I really understand your pain:
Hi, for a library I am working now I need to find minimum and maximum values. I am looking elegant way to express that.
signal1 = rand(10000000)
signal2 = rand(10000000)
@time lo, hi = extrema(vcat(signal1, signal2))
0.159702 seconds (7 allocations: 152.588 MiB)
Code above looks good but allocates lots of memory just to iterate values, so it’s not making sense for me.
In C# I can write
(lo, hi) = signal1.Concat(signal2).Extrema();
and there is no allocation at all. It there any predefined…
opened 12:27PM - 15 Jan 20 UTC
closed 07:29AM - 05 Jul 20 UTC
fold
Hi,
The issue I am reporting is related to discourse conversation: https://di… scourse.julialang.org/t/concatenating-iterables-without-allocating-memory/33282
Also I commented some details to other issue: https://github.com/JuliaLang/julia/issues/31442#issuecomment-573939429
I encountered it using `extrema` function with flattened iterator, but here I am providing more distilled example.
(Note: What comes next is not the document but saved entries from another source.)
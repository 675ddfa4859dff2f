use axum::extract::State;
use axum::Json;
use serde::{Deserialize, Serialize};

use crate::api::{AppState, DecimalInput};
use crate::domain::Decimal;
use crate::error::AppError;
use crate::orchestration::ReconcileReport;

#[derive(Debug, Deserialize)]
pub struct RateRequest {
    pub rate: DecimalInput,
}

#[derive(Debug, Serialize)]
pub struct RateResponse {
    pub rate: Decimal,
}

pub async fn get_rolling_commission_rate(
    State(state): State<AppState>,
) -> Result<Json<RateResponse>, AppError> {
    let rate = state.orchestrator.rolling_commission_rate().await?;
    Ok(Json(RateResponse { rate }))
}

/// New rolling entries pick up the rate; recorded commission is untouched.
pub async fn set_rolling_commission_rate(
    State(state): State<AppState>,
    Json(body): Json<RateRequest>,
) -> Result<Json<RateResponse>, AppError> {
    let rate = body.rate.parse("rate")?;
    let rate = state.orchestrator.set_rolling_commission_rate(rate).await?;
    Ok(Json(RateResponse { rate }))
}

pub async fn reconcile(State(state): State<AppState>) -> Result<Json<ReconcileReport>, AppError> {
    Ok(Json(state.orchestrator.reconcile().await?))
}
use crate::domain::Decimal;
use std::collections::HashMap;
use std::str::FromStr;
use thiserror::Error;

#[derive(Debug, Clone)]
pub struct Config {
    pub port: u16,
    pub database_path: String,
    /// Seeds the runtime setting on first start; a stored value wins.
    pub default_rolling_commission_rate: Decimal,
    /// Zero disables the scheduled reconciliation job.
    pub reconcile_interval_secs: u64,
}

#[derive(Debug, Error)]
pub enum ConfigError {
    #[error("Missing required environment variable: {0}")]
    MissingEnv(String),
    #[error("Invalid value for {0}: {1}")]
    InvalidValue(String, String),
}

impl Config {
    pub fn from_env() -> Result<Self, ConfigError> {
        Self::from_env_map(std::env::vars().collect())
    }

    pub fn from_env_map(env_map: HashMap<String, String>) -> Result<Self, ConfigError> {
        let port = env_map
            .get("PORT")
            .map(|s| s.as_str())
            .unwrap_or("8080")
            .parse::<u16>()
            .map_err(|_| {
                ConfigError::InvalidValue("PORT".to_string(), "must be a valid u16".to_string())
            })?;

        let database_path = env_map
            .get("DATABASE_PATH")
            .cloned()
            .ok_or_else(|| ConfigError::MissingEnv("DATABASE_PATH".to_string()))?;

        let default_rolling_commission_rate = env_map
            .get("DEFAULT_ROLLING_COMMISSION_RATE")
            .map(|s| s.as_str())
            .unwrap_or("0.014");
        let default_rolling_commission_rate = Decimal::from_str(default_rolling_commission_rate)
            .ok()
            .filter(|rate| !rate.is_negative() && *rate < Decimal::from(1i64))
            .ok_or_else(|| {
                ConfigError::InvalidValue(
                    "DEFAULT_ROLLING_COMMISSION_RATE".to_string(),
                    format!(
                        "must be a decimal fraction in [0, 1), got {}",
                        default_rolling_commission_rate
                    ),
                )
            })?;

        let reconcile_interval_secs = env_map
            .get("RECONCILE_INTERVAL_SECS")
            .map(|s| s.as_str())
            .unwrap_or("0")
            .parse::<u64>()
            .map_err(|_| {
                ConfigError::InvalidValue(
                    "RECONCILE_INTERVAL_SECS".to_string(),
                    "must be a non-negative integer".to_string(),
                )
            })?;

        Ok(Config {
            port,
            database_path,
            default_rolling_commission_rate,
            reconcile_interval_secs,
        })
    }
}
First of all I need 2 big arrays which we are going to concatenate with a lazy iterator.
```
const signal1 = rand(10000000)
const signal2 = rand(10000000)
const flat = Iterators.flatten((signal1, signal2))
```
Now I am going to define a functions that will iterate this flattened data. They are based on `extrema` implementation.
``` julia
function works_ok(itr)
y = iterate(itr)
(v, s) = y
y = iterate(itr, s)
while y !== nothing
(v, s) = y
y = iterate(itr, s)
end
return v
end
function gives_strange_result(itr)
y = iterate(itr)
(v, s) = y
while y !== nothing
y = iterate(itr, s)
y === nothing && break
(v, s) = y
end
return v
end
```
The second one has strange timings and memory consumption.
```
julia> @time works_ok(flat)
0.024651 seconds (7 allocations: 240 bytes)
0.9342115147070622
julia> @time gives_strange_result(flat)
0.252765 seconds (20.00 M allocations: 610.352 MiB, 22.57% gc time)
0.9342115147070622
```
There is no memory leak, I tried to run in a loop 1000 times.
If you need to add new row and still have Array, not lazy iterator, you need to move data to make place for this new bytes. Allocating new array may be perfect, just copy data, and GC will free old one.